Когда снимали с Индыка нижнюю рубаху, я случайно наткнулся пальцами на плотный узел под кожей. Осмотрел его, показал коллегам, и сошлись во мнении: пуля. Теперь направление пулевого канала известно.
Расстроенный шофер рассказал, как все произошло… Начальник штаба Индык попал под прицельный выстрел «кукушки» – финского снайпера, замаскировавшегося в чаще, на верхушке дерева. Тот пропустил несколько грузовых машин с рядовыми-водителями в кабинах, а как только на шоссе выскочила штабная «эмка», он выстрелил… Надо заметить, что «кукушки», в основном финские военнослужащие из фанатичных националистов, получившие превосходную снайперскую подготовку, доставляли нашим бойцам много хлопот.
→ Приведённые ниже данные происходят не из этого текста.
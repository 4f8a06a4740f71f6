// boltd - Thunderbolt/USB4 device authorization daemon
//
// Key material: generation, on-disk persistence and the kernel write
// sequence. See spec.md §4.3.

use std::fmt;
use std::fs;
use std::io::{Read, Write};
use std::os::unix::fs::OpenOptionsExt;
use std::path::Path;

use nix::errno::Errno;
use nix::libc;
use rand::RngCore;
use zeroize::{Zeroize, ZeroizeOnDrop};

use crate::error::{Error, Result};
use crate::types::{SecurityLevel, Uid};

const KEY_BYTES: usize = 32;
const KEY_HEX_LEN: usize = KEY_BYTES * 2;

/// Entropy source a [`Key`] was generated from. Mirrors the teacher's
/// layered approach to sourcing randomness (see `tbauth.rs::gen_key`),
/// promoted to an explicit, fallible, three-tier strategy.
#[derive(Clone, Copy, Debug, Eq, PartialEq)]
pub enum KeySource {
    Getrandom,
    UrandomDevice,
    ThreadRng,
}

/// 32 bytes of key material. Zeroized on drop; never `Clone` so that a
/// copy can't outlive the original and escape the zeroing.
#[derive(Zeroize, ZeroizeOnDrop)]
pub struct Key {
    bytes: [u8; KEY_BYTES],
    /// `true` if generated this process and never written to the kernel.
    /// Not persisted: a key loaded from disk is never fresh.
    #[zeroize(skip)]
    fresh: bool,
}

impl fmt::Debug for Key {
    fn fmt(&self, f: &mut fmt::Formatter<'_>) -> fmt::Result {
        f.debug_struct("Key")
            .field("bytes", &"<redacted>")
            .field("fresh", &self.fresh)
            .finish()
    }
}

impl Key {
    /// Generates 32 bytes of entropy, trying the kernel `getrandom(2)`
    /// syscall, then a blocking read of `/dev/urandom`, then finally an
    /// in-process PRNG.
    pub fn generate() -> Result<(Self, KeySource)> {
        let mut bytes = [0u8; KEY_BYTES];

        if let Ok(()) = Self::fill_getrandom(&mut bytes) {
            return Ok((Self { bytes, fresh: true }, KeySource::Getrandom));
        }

        if let Ok(()) = Self::fill_urandom(&mut bytes) {
            return Ok((Self { bytes, fresh: true }, KeySource::UrandomDevice));
        }

        rand::thread_rng().fill_bytes(&mut bytes);
        Ok((Self { bytes, fresh: true }, KeySource::ThreadRng))
    }

    fn fill_getrandom(buf: &mut [u8; KEY_BYTES]) -> Result<()> {
        let ret = unsafe {
            libc::syscall(
                libc::SYS_getrandom,
                buf.as_mut_ptr(),
                buf.len(),
                0 as libc::c_uint,
            )
        };
        if ret == buf.len() as i64 {
            Ok(())
        } else {
            Err(Errno::last().into())
        }
    }

    fn fill_urandom(buf: &mut [u8; KEY_BYTES]) -> Result<()> {
        let mut f = fs::File::open("/dev/urandom")?;
        f.read_exact(buf)?;
        Ok(())
    }

    /// `true` if this key was generated this process and never written.
    pub fn is_fresh(&self) -> bool {
        self.fresh
    }

    pub fn to_hex(&self) -> String {
        let mut s = String::with_capacity(KEY_HEX_LEN);
        for b in self.bytes {
            use std::fmt::Write as _;
            write!(s, "{b:02x}").expect("writing to String cannot fail");
        }
        s
    }

    /// Parses a 64-character lowercase hex string. Errors with
    /// [`Error::BadKey`] unless the length matches exactly. A key loaded
    /// this way is never [`fresh`](Self::is_fresh).
    pub fn from_hex(uid: &Uid, s: &str) -> Result<Self> {
        let s = s.trim_end();
        if s.len() != KEY_HEX_LEN {
            return Err(Error::BadKey {
                uid: uid.clone(),
                reason: format!("expected {KEY_HEX_LEN} hex chars, got {}", s.len()),
            });
        }

        let mut bytes = [0u8; KEY_BYTES];
        for (i, chunk) in bytes.iter_mut().enumerate() {
            let byte_str = &s[i * 2..i * 2 + 2];
            *chunk = u8::from_str_radix(byte_str, 16).map_err(|_| Error::BadKey {
                uid: uid.clone(),
                reason: "not valid hex".into(),
            })?;
        }

        Ok(Self {
            bytes,
            fresh: false,
        })
    }

    /// Writes the 64-char hex form to `path` with mode `0600`, creating
    /// parent directories as needed. Uses write-temp-then-rename for
    /// crash safety, matching the rest of the store's file I/O.
    pub fn save(&self, path: &Path) -> Result<()> {
        if let Some(parent) = path.parent() {
            fs::create_dir_all(parent)?;
        }

        let tmp = path.with_extension("tmp");
        {
            let mut f = fs::OpenOptions::new()
                .write(true)
                .create(true)
                .truncate(true)
                .mode(0o600)
                .open(&tmp)?;
            f.write_all(self.to_hex().as_bytes())?;
            f.sync_all()?;
        }
        fs::rename(&tmp, path)?;
        Ok(())
    }

    /// Loads a key from `path`. Requires exactly 64 hex characters.
    pub fn load(uid: &Uid, path: &Path) -> Result<Self> {
        let contents = fs::read_to_string(path)?;
        Self::from_hex(uid, &contents)
    }

    /// Writes this key's hex form to the kernel's `key` sysfs attribute
    /// and returns the [`SecurityLevel`] achieved:
    ///
    /// - if the key was [`fresh`](Self::is_fresh), we just installed a new
    ///   secret, so the achieved level is [`SecurityLevel::User`];
    /// - otherwise we proved we still hold a previously-installed secret,
    ///   so the achieved level is [`SecurityLevel::Secure`].
    pub fn write_to_kernel(&self, uid: &Uid, device: &udev::Device) -> Result<SecurityLevel> {
        device
            .set_attribute_value("key", self.to_hex())
            .map_err(|e| match e.raw_os_error().map(Errno::from_i32) {
                Some(Errno::ENOKEY) => Error::NoKey { uid: uid.clone() },
                Some(Errno::EKEYREJECTED) => Error::BadKey {
                    uid: uid.clone(),
                    reason: "rejected by kernel".into(),
                },
                _ => Error::Udev(e),
            })?;

        Ok(if self.fresh {
            SecurityLevel::User
        } else {
            SecurityLevel::Secure
        })
    }
}

#[cfg(test)]
mod tests {
    use super::*;
    use std::os::unix::fs::PermissionsExt;

    #[test]
    fn generate_then_hex_round_trips_through_from_hex() {
        let (key, _source) = Key::generate().unwrap();
        let hex = key.to_hex();
        assert_eq!(hex.len(), KEY_HEX_LEN);
        assert!(hex.chars().all(|c| c.is_ascii_hexdigit() && !c.is_ascii_uppercase()));

        let uid = Uid::new("test-uid");
        let loaded = Key::from_hex(&uid, &hex).unwrap();
        assert_eq!(loaded.to_hex(), hex);
        assert!(!loaded.is_fresh(), "a key parsed from text is never fresh");
    }

    #[test]
    fn from_hex_rejects_wrong_length() {
        let uid = Uid::new("test-uid");
        assert!(Key::from_hex(&uid, "abcd").is_err());
    }

    #[test]
    fn save_then_load_round_trips_byte_exactly() {
        let uid = Uid::new("test-uid");
        let (key, _) = Key::generate().unwrap();
        let dir = tempfile::tempdir().unwrap();
        let path = dir.path().join("keys").join(uid.as_str());

        key.save(&path).unwrap();

        let meta = fs::metadata(&path).unwrap();
        assert_eq!(meta.permissions().mode() & 0o777, 0o600);

        let loaded = Key::load(&uid, &path).unwrap();
        assert_eq!(loaded.to_hex(), key.to_hex());
        assert!(!loaded.is_fresh());
    }

    #[test]
    fn fresh_key_reports_distinct_hex_each_time() {
        let (a, _) = Key::generate().unwrap();
        let (b, _) = Key::generate().unwrap();
        assert_ne!(a.to_hex(), b.to_hex());
    }
}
Но вскоре у нас появились отличные мастера по борьбе с ними – бывшие охотники, умевшие поражать белку и любого мелкого зверя в глаз, дабы не портить ценной шкурки. Были они, как правило, моими земляками – из сибирских мест.
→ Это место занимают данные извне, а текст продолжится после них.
// boltd - Thunderbolt/USB4 device authorization daemon
//
// Error taxonomy shared by every component. Each variant is the Rust home
// of one of the wire-visible error kinds; the D-Bus name mapping
// (`org.freedesktop.bolt.Error.*`) lives in `bus::wire`, not here, so that
// this module stays free of D-Bus concerns.

use crate::types::Uid;

pub type Result<T> = std::result::Result<T, Error>;

#[derive(Debug, thiserror::Error)]
pub enum Error {
    /// Uncategorized failure. Never returned where a more specific kind applies.
    #[error("{0}")]
    Failed(String),

    #[error("udev error: {0}")]
    Udev(#[source] std::io::Error),

    #[error("no key material for device {uid}")]
    NoKey { uid: Uid },

    #[error("bad key for device {uid}: {reason}")]
    BadKey { uid: Uid, reason: String },

    #[error("invalid configuration: {0}")]
    Cfg(String),

    #[error("invalid operation in state {state} for device {uid}")]
    BadState { uid: Uid, state: &'static str },

    #[error("parent device in authorization chain failed: {uid}")]
    AuthChain { uid: Uid },

    #[error("not found: {0}")]
    NotFound(String),

    #[error("already exists: {0}")]
    Exists(String),

    #[error("operation cancelled")]
    Cancelled,

    #[error("access denied")]
    AccessDenied,
}

impl Error {
    /// Short wire-visible kind name, e.g. `bad_state`. Used both for the
    /// D-Bus error name suffix and for CLI diagnostics.
    pub fn kind(&self) -> &'static str {
        match self {
            Error::Failed(_) => "failed",
            Error::Udev(_) => "udev",
            Error::NoKey { .. } => "no_key",
            Error::BadKey { .. } => "bad_key",
            Error::Cfg(_) => "cfg",
            Error::BadState { .. } => "bad_state",
            Error::AuthChain { .. } => "authchain",
            Error::NotFound(_) => "not_found",
            Error::Exists(_) => "exists",
            Error::Cancelled => "cancelled",
            Error::AccessDenied => "access_denied",
        }
    }

    pub fn is_bad_state(&self) -> bool {
        matches!(self, Error::BadState { .. })
    }
}

impl From<std::io::Error> for Error {
    fn from(e: std::io::Error) -> Self {
        Error::Udev(e)
    }
}

impl From<nix::Error> for Error {
    fn from(e: nix::Error) -> Self {
        Error::Failed(e.to_string())
    }
}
…Пока начальнику штаба Индыку налаживали переливание крови, мы готовились к операции, обмениваясь суждениями.
– Следует торопиться, – говорил Кодзаев. – Судя по ходу пули, имеется сквозное ранение сердца или крупных сосудов, выходящих из него. В таком случае каждая минута на счету…
– Но раненый почти без пульса! – возражал доктор Будный, всегда крайне осторожно подходивший к каждой операции. – Он вряд ли выдержит… Нужно готовить. Тут спешка может привести к непоправимому. Как, Федор Григорьевич?
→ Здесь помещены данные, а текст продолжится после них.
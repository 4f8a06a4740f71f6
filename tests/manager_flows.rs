// boltd - Thunderbolt/USB4 device authorization daemon
//
// End-to-end flows through `Manager`, driven by a `ScriptedEventSource`
// and `FakeAuthBackend` instead of a real kernel. Complements the
// smaller-grained unit tests inside `manager.rs` itself.

use std::path::PathBuf;
use std::sync::Arc;

use boltd::auth::FakeAuthBackend;
use boltd::config::Config;
use boltd::events::ScriptedEventSource;
use boltd::journal::Journal;
use boltd::manager::{Manager, Notification};
use boltd::power::Power;
use boltd::store::Store;
use boltd::sysfs::DeviceSnapshot;
use boltd::types::{AuthFlags, KeyState, Policy, SecurityLevel, Uid};
use boltd::udev_events::{Action, Event};

fn domain_snapshot(id: &str, security: SecurityLevel) -> DeviceSnapshot {
    DeviceSnapshot {
        syspath: PathBuf::from(format!("/sys/bus/thunderbolt/devices/{id}")),
        is_domain: true,
        uid: Some(Uid::new(format!("{id}-uid"))),
        name: None,
        vendor: None,
        authorized_state: None,
        key_state: KeyState::Missing,
        security,
        boot_acl: Some(vec![None, None]),
        iommu: false,
        domain_sort_key: Some(0),
        link_speed: None,
        parent_domain_sysname: None,
    }
}

fn device_snapshot(uid: &str, domain_id: &str, authorized_state: u8) -> DeviceSnapshot {
    DeviceSnapshot {
        syspath: PathBuf::from(format!("/sys/bus/thunderbolt/devices/{domain_id}-1")),
        is_domain: false,
        uid: Some(Uid::new(uid)),
        name: Some("Dock".into()),
        vendor: Some("Acme".into()),
        authorized_state: Some(authorized_state),
        key_state: KeyState::Missing,
        security: SecurityLevel::Unknown,
        boot_acl: None,
        iommu: false,
        domain_sort_key: None,
        link_speed: None,
        parent_domain_sysname: Some(domain_id.to_string()),
    }
}

fn now() -> std::time::Duration {
    std::time::Duration::from_micros(boltd::util::now_usec())
}

fn manager_with(events: ScriptedEventSource) -> (tempfile::TempDir, Manager) {
    let dir = tempfile::tempdir().unwrap();
    let store = Store::open(dir.path().join("store")).unwrap();
    let journal = Journal::open(dir.path().join("journal")).unwrap();
    let power = Power::new(dir.path().join("force_power"), dir.path().join("guards"));
    let config = Config::default();
    let manager = Manager::start(store, journal, power, config, &events, Arc::new(FakeAuthBackend)).unwrap();
    (dir, manager)
}

#[tokio::test]
async fn secure_authorize_persists_a_freshly_generated_key() {
    let enumeration = vec![
        Event { action: Action::Add, device: domain_snapshot("domain0", SecurityLevel::Secure) },
        Event { action: Action::Add, device: device_snapshot("dev-a", "domain0", 0) },
    ];
    let events = ScriptedEventSource::new(enumeration, vec![]);
    let (_dir, mut manager) = manager_with(events);

    manager.authorize("dev-a", AuthFlags::SECURE).await.unwrap();

    let device = manager.get_device(&Uid::new("dev-a")).unwrap();
    assert!(device.status.is_authorized());
    assert_eq!(device.keystate, KeyState::New);
}

#[tokio::test]
async fn disconnect_then_reconnect_of_a_stored_device_keeps_its_policy() {
    let enumeration = vec![
        Event { action: Action::Add, device: domain_snapshot("domain0", SecurityLevel::Secure) },
        Event { action: Action::Add, device: device_snapshot("dev-a", "domain0", 0) },
    ];
    let events = ScriptedEventSource::new(enumeration, vec![]);
    let (_dir, mut manager) = manager_with(events);

    manager.enroll_device("dev-a", Policy::Auto, AuthFlags::empty()).await.unwrap();
    assert!(manager.get_device(&Uid::new("dev-a")).unwrap().stored);

    manager
        .apply_event(
            Event { action: Action::Remove, device: device_snapshot("dev-a", "domain0", 0) },
            now(),
        )
        .unwrap();
    let disconnected = manager.get_device(&Uid::new("dev-a")).unwrap();
    assert!(disconnected.stored);
    assert!(!disconnected.is_connected());

    let notifications = manager
        .apply_event(
            Event { action: Action::Add, device: device_snapshot("dev-a", "domain0", 0) },
            now(),
        )
        .unwrap();
    let reconnected = manager.get_device(&Uid::new("dev-a")).unwrap();
    assert!(reconnected.stored);
    assert_eq!(reconnected.policy, Policy::Auto);
    assert!(notifications.contains(&Notification::AutoAuthorize(Uid::new("dev-a"))));

    manager.authorize("dev-a", AuthFlags::SECURE).await.unwrap();
    let authorized = manager.get_device(&Uid::new("dev-a")).unwrap();
    assert!(authorized.status.is_authorized());
    assert_eq!(authorized.keystate, KeyState::New);
}

#[tokio::test]
async fn domain_boot_acl_is_reconciled_from_the_kernel_snapshot() {
    let mut domain = domain_snapshot("domain0", SecurityLevel::User);
    domain.boot_acl = Some(vec![Some(Uid::new("dev-a")), None]);
    let events = ScriptedEventSource::new(vec![Event { action: Action::Add, device: domain }], vec![]);
    let (_dir, manager) = manager_with(events);

    let acl = manager.domain_bootacl("domain0");
    assert_eq!(acl, vec![Some(Uid::new("dev-a")), None]);
}

#[test]
fn domain_removal_drops_its_boot_acl() {
    let enumeration = vec![Event { action: Action::Add, device: domain_snapshot("domain0", SecurityLevel::User) }];
    let events = ScriptedEventSource::new(enumeration, vec![]);
    let (_dir, mut manager) = manager_with(events);
    assert!(manager.get_domain("domain0").is_some());

    manager
        .apply_event(
            Event { action: Action::Remove, device: domain_snapshot("domain0", SecurityLevel::User) },
            now(),
        )
        .unwrap();

    assert!(manager.get_domain("domain0").is_none());
    assert!(manager.domain_bootacl("domain0").is_empty());
}
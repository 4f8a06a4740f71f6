// boltd - Thunderbolt/USB4 device authorization daemon
//
// `org.freedesktop.bolt1.Domain`, exported at
// `/org/freedesktop/bolt/domains/<id>`. See spec.md §6 "Domain interface
// properties" and §4.7 for the boot-ACL semantics exposed here.

use std::sync::Arc;

use tokio::sync::Mutex;
use zbus::interface;

use crate::bus::policy::{Action, PolicyCheck};
use crate::bus::wire::to_fdo_error;
use crate::manager::Manager;

pub struct DomainIface {
    pub manager: Arc<Mutex<Manager>>,
    pub id: String,
    pub policy: Arc<dyn PolicyCheck>,
}

#[interface(name = "org.freedesktop.bolt1.Domain")]
impl DomainIface {
    #[zbus(property)]
    async fn uid(&self) -> String {
        self.with_domain(|d| d.uid.to_string()).await.unwrap_or_default()
    }

    #[zbus(property)]
    async fn id(&self) -> String {
        self.id.clone()
    }

    #[zbus(property)]
    async fn syspath(&self) -> String {
        self.with_domain(|d| {
            d.syspath
                .as_ref()
                .map(|p| p.to_string_lossy().into_owned())
                .unwrap_or_default()
        })
        .await
        .unwrap_or_default()
    }

    #[zbus(property)]
    async fn security(&self) -> String {
        self.with_domain(|d| d.security.to_string())
            .await
            .unwrap_or_else(|| "unknown".to_string())
    }

    #[zbus(property)]
    async fn iommu(&self) -> bool {
        self.with_domain(|d| d.iommu).await.unwrap_or(false)
    }

    #[zbus(property)]
    async fn bootacl(&self) -> Vec<String> {
        let manager = self.manager.lock().await;
        manager
            .domain_bootacl(&self.id)
            .into_iter()
            .map(|slot| slot.map(|uid| uid.to_string()).unwrap_or_default())
            .collect()
    }

    #[zbus(property)]
    async fn set_bootacl(
        &mut self,
        #[zbus(header)] hdr: zbus::message::Header<'_>,
        acl: Vec<String>,
    ) -> zbus::Result<()> {
        let caller = hdr.sender().map(|s| s.to_string()).unwrap_or_default();
        self.policy
            .check(
                &caller,
                Action::PropertyWrite {
                    interface: "org.freedesktop.bolt1.Domain",
                    property: "BootACL",
                },
            )
            .await
            .map_err(|e| to_fdo_error(&e))?;

        let mut manager = self.manager.lock().await;
        manager
            .set_domain_bootacl(&self.id, acl)
            .map_err(|e| to_fdo_error(&e).into())
    }
}

impl DomainIface {
    async fn with_domain<T>(&self, f: impl FnOnce(&crate::domain::Domain) -> T) -> Option<T> {
        let manager = self.manager.lock().await;
        manager.get_domain(&self.id).map(f)
    }
}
– Поддерживаю Кодзаева, – сказал я. – Плохой пульс может быть не только в результате шока, но и от внутреннего кровотечения. Пока не остановим кровотечение, вряд ли добьемся нормального давления. И ведь не исключено, что имеет место тампонада сердца [тампонада сердца нередко возникает при его ранении. Это сдавливание сердца кровью, скопившейся в перикарде] – тоны очень глухие…
– Пожалуй, – согласился Будный.
– Будем проводить противошоковые мероприятия во время и после операции… Есть другие соображения?
– Приступаем!
Откинулся полог палатки, и мы увидели каракулевую папаху и петлицы, шитые золотом. Приехал командир дивизии. На его осунувшемся, всегда волевом лице читались боль и тревога за жизнь боевого друга. Выслушав наш рапорт, он взял меня под локоть:
– Прошу лично вас делать операцию. Помните, взоры всей дивизии сейчас прикованы к вам…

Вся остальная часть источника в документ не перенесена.